(Saved entries)
===============

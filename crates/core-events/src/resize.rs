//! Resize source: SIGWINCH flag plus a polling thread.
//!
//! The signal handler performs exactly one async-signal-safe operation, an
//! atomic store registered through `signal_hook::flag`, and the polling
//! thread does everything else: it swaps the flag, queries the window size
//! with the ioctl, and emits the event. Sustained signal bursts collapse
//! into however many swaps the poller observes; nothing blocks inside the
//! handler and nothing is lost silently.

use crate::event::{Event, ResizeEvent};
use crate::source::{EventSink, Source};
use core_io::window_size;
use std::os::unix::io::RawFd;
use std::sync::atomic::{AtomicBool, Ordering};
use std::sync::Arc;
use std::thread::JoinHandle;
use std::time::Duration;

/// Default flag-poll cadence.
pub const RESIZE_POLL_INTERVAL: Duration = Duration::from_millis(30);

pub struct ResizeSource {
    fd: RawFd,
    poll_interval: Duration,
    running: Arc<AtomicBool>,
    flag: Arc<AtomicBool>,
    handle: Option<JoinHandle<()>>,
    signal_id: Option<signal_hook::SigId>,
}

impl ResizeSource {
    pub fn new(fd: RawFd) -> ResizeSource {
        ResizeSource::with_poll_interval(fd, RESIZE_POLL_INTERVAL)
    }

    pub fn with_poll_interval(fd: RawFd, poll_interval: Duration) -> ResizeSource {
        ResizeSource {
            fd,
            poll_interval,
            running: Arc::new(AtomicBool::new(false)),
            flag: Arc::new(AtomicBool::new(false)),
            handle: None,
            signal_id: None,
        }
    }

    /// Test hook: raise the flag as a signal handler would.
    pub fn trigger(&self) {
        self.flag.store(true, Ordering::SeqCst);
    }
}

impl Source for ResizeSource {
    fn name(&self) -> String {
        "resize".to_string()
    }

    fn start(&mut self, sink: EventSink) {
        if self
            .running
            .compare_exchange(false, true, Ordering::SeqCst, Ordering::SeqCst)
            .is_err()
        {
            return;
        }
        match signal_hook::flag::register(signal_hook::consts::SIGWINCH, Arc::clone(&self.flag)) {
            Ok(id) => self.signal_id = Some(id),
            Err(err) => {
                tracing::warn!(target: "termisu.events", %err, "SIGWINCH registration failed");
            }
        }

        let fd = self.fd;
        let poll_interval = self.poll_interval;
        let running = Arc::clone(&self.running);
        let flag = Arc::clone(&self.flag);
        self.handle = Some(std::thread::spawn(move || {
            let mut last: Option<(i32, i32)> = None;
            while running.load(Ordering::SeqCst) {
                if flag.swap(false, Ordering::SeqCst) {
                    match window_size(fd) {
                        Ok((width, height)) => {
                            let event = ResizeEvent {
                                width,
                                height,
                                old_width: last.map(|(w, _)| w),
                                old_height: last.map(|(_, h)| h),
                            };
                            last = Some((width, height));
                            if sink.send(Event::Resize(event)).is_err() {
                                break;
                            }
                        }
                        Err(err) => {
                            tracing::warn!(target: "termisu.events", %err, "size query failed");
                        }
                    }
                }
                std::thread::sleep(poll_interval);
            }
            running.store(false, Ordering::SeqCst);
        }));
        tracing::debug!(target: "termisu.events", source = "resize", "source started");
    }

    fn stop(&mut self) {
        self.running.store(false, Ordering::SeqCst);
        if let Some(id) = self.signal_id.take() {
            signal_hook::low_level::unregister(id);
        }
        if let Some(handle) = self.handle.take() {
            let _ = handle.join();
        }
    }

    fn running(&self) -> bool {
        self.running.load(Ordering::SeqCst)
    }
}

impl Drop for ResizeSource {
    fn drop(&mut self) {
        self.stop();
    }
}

===============

▶ [THE TASK] May I have all of the records repeated exactly?

▶ [EXERCISE RESPONSE]
filename crates/core-events/src/resize.rs
//! Resize source: SIGWINCH flag plus a polling thread.
//!
//! The signal handler performs exactly one async-signal-safe operation, an
//! atomic store registered through `signal_hook::flag`, and the polling
//! thread does everything else: it swaps the flag, queries the window size
//! with the ioctl, and emits the event. Sustained signal bursts collapse
//! into however many swaps the poller observes; nothing blocks inside the
//! handler and nothing is lost silently.

use crate::event::{Event, ResizeEvent};
use crate::source::{EventSink, Source};
use core_io::window_size;
use std::os::unix::io::RawFd;
use std::sync::atomic::{AtomicBool, Ordering};
use std::sync::Arc;
use std::thread::JoinHandle;
use std::time::Duration;

/// Default flag-poll cadence.
pub const RESIZE_POLL_INTERVAL: Duration = Duration::from_millis(30);

pub struct ResizeSource {
    fd: RawFd,
    poll_interval: Duration,
    running: Arc<AtomicBool>,
    flag: Arc<AtomicBool>,
    handle: Option<JoinHandle<()>>,
    signal_id: Option<signal_hook::SigId>,
}

impl ResizeSource {
    pub fn new(fd: RawFd) -> ResizeSource {
        ResizeSource::with_poll_interval(fd, RESIZE_POLL_INTERVAL)
    }

    pub fn with_poll_interval(fd: RawFd, poll_interval: Duration) -> ResizeSource {
        ResizeSource {
            fd,
            poll_interval,
            running: Arc::new(AtomicBool::new(false)),
            flag: Arc::new(AtomicBool::new(false)),
            handle: None,
            signal_id: None,
        }
    }

    /// Test hook: raise the flag as a signal handler would.
    pub fn trigger(&self) {
        self.flag.store(true, Ordering::SeqCst);
    }
}

impl Source for ResizeSource {
    fn name(&self) -> String {
        "resize".to_string()
    }

    fn start(&mut self, sink: EventSink) {
        if self
            .running
            .compare_exchange(false, true, Ordering::SeqCst, Ordering::SeqCst)
            .is_err()
        {
            return;
        }
        match signal_hook::flag::register(signal_hook::consts::SIGWINCH, Arc::clone(&self.flag)) {
            Ok(id) => self.signal_id = Some(id),
            Err(err) => {
                tracing::warn!(target: "termisu.events", %err, "SIGWINCH registration failed");
            }
        }

        let fd = self.fd;
        let poll_interval = self.poll_interval;
        let running = Arc::clone(&self.running);
        let flag = Arc::clone(&self.flag);
        self.handle = Some(std::thread::spawn(move || {
            let mut last: Option<(i32, i32)> = None;
            while running.load(Ordering::SeqCst) {
                if flag.swap(false, Ordering::SeqCst) {
                    match window_size(fd) {
                        Ok((width, height)) => {
                            let event = ResizeEvent {
                                width,
                                height,
                                old_width: last.map(|(w, _)| w),
                                old_height: last.map(|(_, h)| h),
                            };
                            last = Some((width, height));
                            if sink.send(Event::Resize(event)).is_err() {
                                break;
                            }
                        }
                        Err(err) => {
                            tracing::warn!(target: "termisu.events", %err, "size query failed");
                        }
                    }
                }
                std::thread::sleep(poll_interval);
            }
            running.store(false, Ordering::SeqCst);
        }));
        tracing::debug!(target: "termisu.events", source = "resize", "source started");
    }

    fn stop(&mut self) {
        self.running.store(false, Ordering::SeqCst);
        if let Some(id) = self.signal_id.take() {
            signal_hook::low_level::unregister(id);
        }
        if let Some(handle) = self.handle.take() {
            let _ = handle.join();
        }
    }

    fn running(&self) -> bool {
        self.running.load(Ordering::SeqCst)
    }
}

impl Drop for ResizeSource {
    fn drop(&mut self) {
        self.stop();
    }
}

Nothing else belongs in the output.